The good news is that solutions are out there. More than 50 organizations combating addiction have endorsed guiding principles to ensure that money spent will save the most lives. An interdisciplinary team of experts has compiled a menu of proven interventions. This collection, entitled “Evidence-Based Strategies for Abatement of Harm from the Opioid Epidemic,” offers an array of potential actions and their costs that can be any community’s first step.
Policymakers will have myriad choices, and the report suggests some of the right questions to ask about the three big issues: prevention, treatments and costs. Is there existing capacity to deliver interventions that work, such as providers of medically assisted treatments? Are first responders like police and sheriffs educated and willing to initiate interventions that can prevent fatal overdoses? And are there ways to augment existing community resources such as syringe exchange programs or supportive care through homeless shelters?

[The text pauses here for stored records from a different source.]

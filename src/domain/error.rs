//! Domain error types.

use chrono::NaiveDateTime;

/// Top-level error type for biframe.
///
/// Only hard failures live here. Invalid setups, insufficient capital,
/// insufficient history and zero-variance metrics are ordinary branches of
/// the engine and never surface as errors.
#[derive(Debug, thiserror::Error)]
pub enum BiframeError {
    #[error("config parse error in {file}: {reason}")]
    ConfigParse { file: String, reason: String },

    #[error("missing config key [{section}] {key}")]
    ConfigMissing { section: String, key: String },

    #[error("invalid config value [{section}] {key}: {reason}")]
    ConfigInvalid {
        section: String,
        key: String,
        reason: String,
    },

    #[error("failed to load data: {reason}")]
    DataLoad { reason: String },

    #[error("no data: {what}")]
    NoData { what: String },

    #[error("missing indicator or price data at {timestamp}")]
    MissingIndicatorData { timestamp: NaiveDateTime },

    #[error("bars out of order at {timestamp}")]
    UnorderedBars { timestamp: NaiveDateTime },

    #[error(transparent)]
    Csv(#[from] csv::Error),

    #[error(transparent)]
    Io(#[from] std::io::Error),
}

impl From<&BiframeError> for std::process::ExitCode {
    fn from(err: &BiframeError) -> Self {
        let code: u8 = match err {
            BiframeError::Io(_) => 1,
            BiframeError::ConfigParse { .. }
            | BiframeError::ConfigMissing { .. }
            | BiframeError::ConfigInvalid { .. } => 2,
            BiframeError::DataLoad { .. } | BiframeError::Csv(_) => 3,
            BiframeError::NoData { .. }
            | BiframeError::MissingIndicatorData { .. }
            | BiframeError::UnorderedBars { .. } => 5,
        };
        std::process::ExitCode::from(code)
    }
}
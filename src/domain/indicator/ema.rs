//! Exponential Moving Average.
//!
//! k = 2/(n+1), seed with first SMA, then EMA[i] = C[i]*k + EMA[i-1]*(1-k).
//! Warmup: first (n-1) values are undefined.

/// EMA of `closes`, one entry per input. `None` during warmup.
pub fn calculate_ema(closes: &[f64], period: usize) -> Vec<Option<f64>> {
    if period == 0 {
        return vec![None; closes.len()];
    }

    let mut values = Vec::with_capacity(closes.len());
    let k = 2.0 / (period as f64 + 1.0);
    let mut ema = 0.0;
    let mut sum = 0.0;

    for (i, &close) in closes.iter().enumerate() {
        if i < period - 1 {
            sum += close;
            values.push(None);
        } else if i == period - 1 {
            sum += close;
            ema = sum / period as f64;
            values.push(Some(ema));
        } else {
            ema = close * k + ema * (1.0 - k);
            values.push(Some(ema));
        }
    }

    values
}
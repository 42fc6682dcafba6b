//! Candle and aligned bar representation.

use chrono::NaiveDateTime;

/// A single OHLC observation for one timeframe, as loaded from a data port.
#[derive(Debug, Clone, PartialEq)]
pub struct Candle {
    pub timestamp: NaiveDateTime,
    pub open: f64,
    pub high: f64,
    pub low: f64,
    pub close: f64,
}

/// One fast-timeframe bar carrying the forward-filled slow-timeframe close
/// and moving average.
#[derive(Debug, Clone, PartialEq)]
pub struct Bar {
    pub timestamp: NaiveDateTime,
    pub open: f64,
    pub high: f64,
    pub low: f64,
    pub close: f64,
    pub slow_close: f64,
    pub slow_ema: f64,
}

impl Bar {
    pub fn is_bullish(&self) -> bool {
        self.close > self.open
    }

    pub fn is_bearish(&self) -> bool {
        self.close < self.open
    }

    /// True when every price and indicator field is a finite number.
    pub fn is_complete(&self) -> bool {
        [
            self.open,
            self.high,
            self.low,
            self.close,
            self.slow_close,
            self.slow_ema,
        ]
        .iter()
        .all(|v| v.is_finite())
    }
}
// SPDX-FileCopyrightText: 2026 ArcheBase
//
// SPDX-License-Identifier: MulanPSL-2.0

//! Fixed-width NumPy string arrays.
//!
//! Strings are written as `<U{n}`: UCS-4 little-endian code points, each
//! element padded with NULs to the widest string. Loading also accepts
//! big-endian `>U{n}` and byte strings `|S{n}`. Trailing NULs are padding
//! and are stripped, as NumPy does.

use byteorder::{BigEndian, ByteOrder, LittleEndian};

const MAGIC: &[u8] = b"\x93NUMPY";
const ALIGNMENT: usize = 64;

/// Parsed `.npy` header fields.
#[derive(Debug, Clone, PartialEq, Eq)]
struct Header {
    descr: String,
    fortran_order: bool,
    shape: Vec<usize>,
}

/// Element layout of a string descriptor.
#[derive(Debug, Clone, Copy, PartialEq, Eq)]
enum Layout {
    Ucs4 { chars: usize, big_endian: bool },
    Bytes { len: usize },
}

impl Layout {
    fn parse(descr: &str) -> Option<Self> {
        let mut chars = descr.chars();
        let order = chars.next()?;
        let kind = chars.next()?;
        let width: usize = chars.as_str().parse().ok()?;
        match (order, kind) {
            ('<' | '=' | '|', 'U') => Some(Layout::Ucs4 {
                chars: width,
                big_endian: false,
            }),
            ('>', 'U') => Some(Layout::Ucs4 {
                chars: width,
                big_endian: true,
            }),
            (_, 'S' | 'a') => Some(Layout::Bytes { len: width }),
            _ => None,
        }
    }

    fn item_size(self) -> Option<usize> {
        match self {
            Layout::Ucs4 { chars, .. } => chars.checked_mul(4),
            Layout::Bytes { len } => Some(len),
        }
    }
}

// =============================================================================
// Header
// =============================================================================

/// Split an `.npy` file into its header and payload.
fn split(bytes: &[u8]) -> Option<(Header, &[u8])> {
    if !bytes.starts_with(MAGIC) || bytes.len() < 10 {
        return None;
    }
    let (header_len, offset): (usize, usize) = match bytes[6] {
        1 => (LittleEndian::read_u16(&bytes[8..10]) as usize, 10),
        2 | 3 if bytes.len() >= 12 => (LittleEndian::read_u32(&bytes[8..12]) as usize, 12),
        _ => return None,
    };
    let end = offset.checked_add(header_len)?;
    let text = std::str::from_utf8(bytes.get(offset..end)?).ok()?;
    Some((parse_header(text)?, &bytes[end..]))
}

/// Read the three keys of a header dict such as
/// `{'descr': '<U5', 'fortran_order': False, 'shape': (2, 3), }`.
fn parse_header(text: &str) -> Option<Header> {
    let descr = {
        let rest = after_key(text, "descr")?;
        let quote = rest.chars().next().filter(|c| *c == '\'' || *c == '"')?;
        let body = &rest[1..];
        body[..body.find(quote)?].to_string()
    };
    let fortran_order = after_key(text, "fortran_order")?.starts_with("True");
    let shape = {
        let rest = after_key(text, "shape")?.strip_prefix('(')?;
        let body = &rest[..rest.find(')')?];
        body.split(',')
            .map(str::trim)
            .filter(|s| !s.is_empty())
            .map(|s| s.trim_end_matches('L').parse().ok())
            .collect::<Option<Vec<usize>>>()?
    };
    Some(Header {
        descr,
        fortran_order,
        shape,
    })
}

fn after_key<'a>(text: &'a str, key: &str) -> Option<&'a str> {
    let start = text
        .find(&format!("'{key}'"))
        .or_else(|| text.find(&format!("\"{key}\"")))?;
    let rest = &text[start + key.len() + 2..];
    Some(rest.trim_start().strip_prefix(':')?.trim_start())
}

fn shape_repr(shape: &[usize]) -> String {
    match shape {
        [] => "()".to_string(),
        [n] => format!("({n},)"),
        dims => {
            let parts: Vec<String> = dims.iter().map(usize::to_string).collect();
            format!("({})", parts.join(", "))
        }
    }
}

// =============================================================================
// Decoding
// =============================================================================

/// Decode a string array, or `Ok(None)` when the file holds another dtype.
pub(super) fn decode(bytes: &[u8]) -> Result<Option<(Vec<usize>, Vec<String>)>, String> {
    let Some((header, payload)) = split(bytes) else {
        return Ok(None);
    };
    let Some(layout) = Layout::parse(&header.descr) else {
        return Ok(None);
    };

    let count = header
        .shape
        .iter()
        .try_fold(1usize, |acc, &d| acc.checked_mul(d))
        .ok_or_else(|| format!("shape {:?} is too large", header.shape))?;
    let item = layout
        .item_size()
        .ok_or_else(|| format!("descriptor {} is too wide", header.descr))?;
    let expected = count
        .checked_mul(item)
        .ok_or_else(|| format!("shape {:?} is too large", header.shape))?;
    if payload.len() != expected {
        return Err(format!(
            "{} payload is {} bytes, expected {expected}",
            header.descr,
            payload.len()
        ));
    }

    let mut strings = Vec::new();
    strings
        .try_reserve_exact(count)
        .map_err(|e| format!("cannot allocate {count} strings: {e}"))?;
    for i in 0..count {
        strings.push(decode_element(&payload[i * item..(i + 1) * item], layout)?);
    }

    if header.fortran_order && header.shape.len() > 1 {
        strings = fortran_to_c(&header.shape, strings);
    }
    Ok(Some((header.shape, strings)))
}

fn decode_element(raw: &[u8], layout: Layout) -> Result<String, String> {
    match layout {
        Layout::Ucs4 { big_endian, .. } => {
            let mut s = String::new();
            for unit in raw.chunks_exact(4) {
                let code = if big_endian {
                    BigEndian::read_u32(unit)
                } else {
                    LittleEndian::read_u32(unit)
                };
                let c = char::from_u32(code)
                    .ok_or_else(|| format!("invalid code point {code:#x}"))?;
                s.push(c);
            }
            Ok(s.trim_end_matches('\0').to_string())
        }
        Layout::Bytes { .. } => {
            let end = raw.iter().rposition(|b| *b != 0).map_or(0, |p| p + 1);
            String::from_utf8(raw[..end].to_vec()).map_err(|e| e.to_string())
        }
    }
}

/// Reorder column-major elements into row-major order.
fn fortran_to_c(shape: &[usize], column_major: Vec<String>) -> Vec<String> {
    let mut strides = vec![1usize; shape.len()];
    for d in 1..shape.len() {
        strides[d] = strides[d - 1] * shape[d - 1];
    }
    let mut source: Vec<Option<String>> = column_major.into_iter().map(Some).collect();
    let mut out = Vec::with_capacity(source.len());
    let mut coords = vec![0usize; shape.len()];
    for _ in 0..source.len() {
        let offset: usize = coords.iter().zip(&strides).map(|(c, s)| c * s).sum();
        out.push(source[offset].take().unwrap_or_default());
        for d in (0..shape.len()).rev() {
            coords[d] += 1;
            if coords[d] < shape[d] {
                break;
            }
            coords[d] = 0;
        }
    }
    out
}

// =============================================================================
// Encoding
// =============================================================================

/// Encode strings as a version 1.0 `.npy` file with a `<U{n}` dtype.
pub(super) fn encode(shape: &[usize], strings: &[String]) -> Result<Vec<u8>, String> {
    let width = strings
        .iter()
        .map(|s| s.chars().count())
        .max()
        .unwrap_or(0)
        .max(1);

    let mut header = format!(
        "{{'descr': '<U{width}', 'fortran_order': False, 'shape': {}, }}",
        shape_repr(shape)
    );
    let unpadded = MAGIC.len() + 4 + header.len() + 1;
    header.push_str(&" ".repeat((ALIGNMENT - unpadded % ALIGNMENT) % ALIGNMENT));
    header.push('\n');
    let header_len = u16::try_from(header.len())
        .map_err(|_| format!("header for shape {shape:?} is too long"))?;

    let payload_len = strings
        .len()
        .checked_mul(width * 4)
        .ok_or_else(|| format!("{} strings of width {width} are too large", strings.len()))?;
    let mut out = Vec::with_capacity(MAGIC.len() + 4 + header.len() + payload_len);
    out.extend_from_slice(MAGIC);
    out.extend_from_slice(&[1, 0]);
    let mut len_bytes = [0u8; 2];
    LittleEndian::write_u16(&mut len_bytes, header_len);
    out.extend_from_slice(&len_bytes);
    out.extend_from_slice(header.as_bytes());

    let mut unit = [0u8; 4];
    for s in strings {
        let mut written = 0;
        for c in s.chars() {
            LittleEndian::write_u32(&mut unit, c as u32);
            out.extend_from_slice(&unit);
            written += 1;
        }
        out.resize(out.len() + (width - written) * 4, 0);
    }
    Ok(out)
}

#[cfg(test)]
mod tests {
    use super::*;

    #[test]
    fn test_header_is_aligned() {
        let bytes = encode(&[2], &["pick".to_string(), "place".to_string()]).unwrap();
        let header_len = LittleEndian::read_u16(&bytes[8..10]) as usize;
        assert_eq!((10 + header_len) % ALIGNMENT, 0);
        assert_eq!(bytes.len(), 10 + header_len + 2 * 5 * 4);

        let (header, _) = split(&bytes).unwrap();
        assert_eq!(header.descr, "<U5");
        assert_eq!(header.shape, vec![2]);
        assert!(!header.fortran_order);
    }

    #[test]
    fn test_decode_strips_padding() {
        let strings = vec!["a".to_string(), "grasp".to_string(), "ü→".to_string()];
        let bytes = encode(&[3], &strings).unwrap();
        let (shape, decoded) = decode(&bytes).unwrap().unwrap();
        assert_eq!(shape, vec![3]);
        assert_eq!(decoded, strings);
    }

    #[test]
    fn test_scalar_shape() {
        let bytes = encode(&[], &["pick_and_place".to_string()]).unwrap();
        let (shape, decoded) = decode(&bytes).unwrap().unwrap();
        assert!(shape.is_empty());
        assert_eq!(decoded, vec!["pick_and_place".to_string()]);
    }

    #[test]
    fn test_byte_strings_and_fortran_order() {
        let header = "{'descr': '|S2', 'fortran_order': True, 'shape': (2, 2), }";
        let mut bytes = MAGIC.to_vec();
        bytes.extend_from_slice(&[1, 0, header.len() as u8, 0]);
        bytes.extend_from_slice(header.as_bytes());
        // Column-major: a, c, b, d
        bytes.extend_from_slice(b"a\0c\0b\0dd");

        let (shape, decoded) = decode(&bytes).unwrap().unwrap();
        assert_eq!(shape, vec![2, 2]);
        assert_eq!(decoded, vec!["a", "b", "c", "dd"]);
    }

    #[test]
    fn test_numeric_descr_is_skipped() {
        let header = "{'descr': '<f8', 'fortran_order': False, 'shape': (1,), }";
        let mut bytes = MAGIC.to_vec();
        bytes.extend_from_slice(&[1, 0, header.len() as u8, 0]);
        bytes.extend_from_slice(header.as_bytes());
        bytes.extend_from_slice(&1.0f64.to_le_bytes());
        assert_eq!(decode(&bytes).unwrap(), None);
    }

    #[test]
    fn test_truncated_payload_fails() {
        let mut bytes = encode(&[2], &["ab".to_string(), "cd".to_string()]).unwrap();
        bytes.truncate(bytes.len() - 3);
        assert!(decode(&bytes).is_err());
    }
}
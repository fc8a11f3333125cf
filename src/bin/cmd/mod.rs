// SPDX-FileCopyrightText: 2026 ArcheBase
//
// SPDX-License-Identifier: MulanPSL-2.0

//! CLI subcommands.

mod batch;
mod convert;
mod info;
mod validate;

pub use batch::BatchConvertCmd;
pub use convert::ConvertCmd;
pub use info::InfoCmd;
pub use validate::ValidateCmd;
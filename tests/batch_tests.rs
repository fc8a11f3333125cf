// SPDX-FileCopyrightText: 2026 ArcheBase
//
// SPDX-License-Identifier: MulanPSL-2.0

//! Batch conversion tests.

mod common;

use std::path::Path;
use std::sync::atomic::{AtomicUsize, Ordering};

use common::{standard_episode, temp_dir, write_garbage};
use robodata::{DataManager, ErrorKind, FileFormat, RdmConfig};

/// Three valid JSON episodes and one corrupt one, two of them nested.
fn populate(source: &Path, manager: &DataManager) {
    for name in ["a.json", "b.json", "sub/c.json"] {
        manager
            .save(&standard_episode(), source.join(name), FileFormat::Json)
            .unwrap();
    }
    write_garbage(&source.join("sub/broken.json"));
    std::fs::write(source.join("notes.txt"), "ignored").unwrap();
}

fn parallel_manager(workers: usize) -> DataManager {
    let mut config = RdmConfig::default();
    config.conversion.parallel = true;
    config.conversion.num_workers = Some(workers);
    DataManager::with_config(config)
}

#[test]
fn test_one_bad_file_does_not_stop_batch() {
    let (dir, _guard) = temp_dir("batch_partial");
    let source = dir.join("in");
    let target = dir.join("out");
    let manager = DataManager::new();
    populate(&source, &manager);

    let report = manager
        .batch_convert(&source, &target, FileFormat::Json, FileFormat::Zarr)
        .unwrap();

    assert_eq!(report.total, 4);
    assert_eq!(report.succeeded(), 3);
    assert_eq!(report.failed(), 1);
    assert!(!report.is_success());

    let (task, error) = &report.failures[0];
    assert!(task.source.ends_with("sub/broken.json"));
    assert!(error.is_validation());

    for name in ["a.zarr", "b.zarr", "sub/c.zarr"] {
        let out = target.join(name);
        assert!(out.is_dir(), "missing {}", out.display());
        assert_eq!(manager.load(&out, FileFormat::Auto).unwrap(), standard_episode());
    }
    assert!(!target.join("sub/broken.zarr").exists());
}

#[test]
fn test_parallel_matches_sequential() {
    let (dir, _guard) = temp_dir("batch_parallel");
    let source = dir.join("in");
    let manager = parallel_manager(2);
    populate(&source, &manager);

    let report = manager
        .batch_convert(&source, dir.join("out"), FileFormat::Json, FileFormat::Pickle)
        .unwrap();

    assert_eq!(report.succeeded(), 3);
    assert_eq!(report.failed(), 1);
    assert!(dir.join("out/sub/c.pkl").is_file());
}

#[test]
fn test_auto_source_picks_known_suffixes() {
    let (dir, _guard) = temp_dir("batch_auto");
    let source = dir.join("in");
    let manager = DataManager::new();

    manager
        .save(&standard_episode(), source.join("one.zarr"), FileFormat::Auto)
        .unwrap();
    manager
        .save(&standard_episode(), source.join("two.pkl"), FileFormat::Auto)
        .unwrap();
    std::fs::write(source.join("readme.md"), "ignored").unwrap();

    let report = manager
        .batch_convert(&source, dir.join("out"), FileFormat::Auto, FileFormat::Json)
        .unwrap();

    // The store counts once, not once per chunk file
    assert_eq!(report.total, 2);
    assert!(report.is_success());
    assert!(dir.join("out/one.json").is_file());
    assert!(dir.join("out/two.json").is_file());
}

#[test]
fn test_observer_sees_every_file() {
    let (dir, _guard) = temp_dir("batch_observer");
    let source = dir.join("in");
    let manager = DataManager::new();
    populate(&source, &manager);

    let seen = AtomicUsize::new(0);
    let failed = AtomicUsize::new(0);
    let observer = |outcome: &robodata::convert::FileOutcome| {
        seen.fetch_add(1, Ordering::SeqCst);
        if !outcome.is_success() {
            failed.fetch_add(1, Ordering::SeqCst);
        }
    };
    manager
        .batch_convert_with(
            &source,
            dir.join("out"),
            FileFormat::Json,
            FileFormat::Zarr,
            &observer,
        )
        .unwrap();

    assert_eq!(seen.load(Ordering::SeqCst), 4);
    assert_eq!(failed.load(Ordering::SeqCst), 1);
}

#[test]
fn test_empty_source_dir() {
    let (dir, _guard) = temp_dir("batch_empty");
    let source = dir.join("in");
    std::fs::create_dir_all(&source).unwrap();

    let report = DataManager::new()
        .batch_convert(&source, dir.join("out"), FileFormat::Auto, FileFormat::Json)
        .unwrap();
    assert_eq!(report.total, 0);
    assert!(report.is_success());
}

#[test]
fn test_missing_source_dir() {
    let (dir, _guard) = temp_dir("batch_missing");
    let err = DataManager::new()
        .batch_convert(
            dir.join("absent"),
            dir.join("out"),
            FileFormat::Auto,
            FileFormat::Json,
        )
        .unwrap_err();
    assert_eq!(err.kind(), ErrorKind::PathNotFound);
}

#[test]
fn test_oversized_zarr_shape_is_a_failed_entry() {
    let (dir, _guard) = temp_dir("batch_zarr_shape");
    let source = dir.join("in");
    let target = dir.join("out");
    let manager = DataManager::new();

    for name in ["a.zarr", "b.zarr", "c.zarr"] {
        manager
            .save(&standard_episode(), source.join(name), FileFormat::Zarr)
            .unwrap();
    }
    // A store whose declared shape cannot be allocated
    let bad = source.join("bad.zarr");
    std::fs::create_dir_all(bad.join("observations")).unwrap();
    std::fs::write(bad.join(".zgroup"), r#"{"zarr_format": 2}"#).unwrap();
    std::fs::write(
        bad.join("observations/.zarray"),
        r#"{"zarr_format": 2, "shape": [2305843009213693952], "chunks": [1000],
            "dtype": "<f8", "compressor": null, "fill_value": 0.0,
            "order": "C", "filters": null}"#,
    )
    .unwrap();

    let report = manager
        .batch_convert(&source, &target, FileFormat::Zarr, FileFormat::Json)
        .unwrap();

    assert_eq!(report.total, 4);
    assert_eq!(report.succeeded(), 3);
    assert_eq!(report.failed(), 1);
    let (task, error) = &report.failures[0];
    assert!(task.source.ends_with("bad.zarr"));
    assert!(error.is_validation());
    assert!(error.to_string().contains("too large"));
    assert!(!target.join("bad.json").exists());
}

With an eye to helping affected families, the report offers evidence for effective and affordable approaches to the full range of conditions facing our diverse communities. The compilation highlights the ways various types of care fit into different contexts, such as criminal justice settings or primary health care facilities, as well as how a state’s political, financial and infrastructure circumstances may make some packages of programs more practical than others.
The arrival of new funds offers a unique opportunity to begin a transformation of our approach to the persistent and vexing problem of addiction. The challenge is to invest in what works for the communities ravaged by the opioid epidemic. The evidence to guide a response is available, and policymakers must use it to make their decisions count.
Richard Frank is the Margaret T. Morris Professor of Health Economics in the Department of Health Care Policy at Harvard Medical School. This was written for The Plain Dealer and cleveland.com.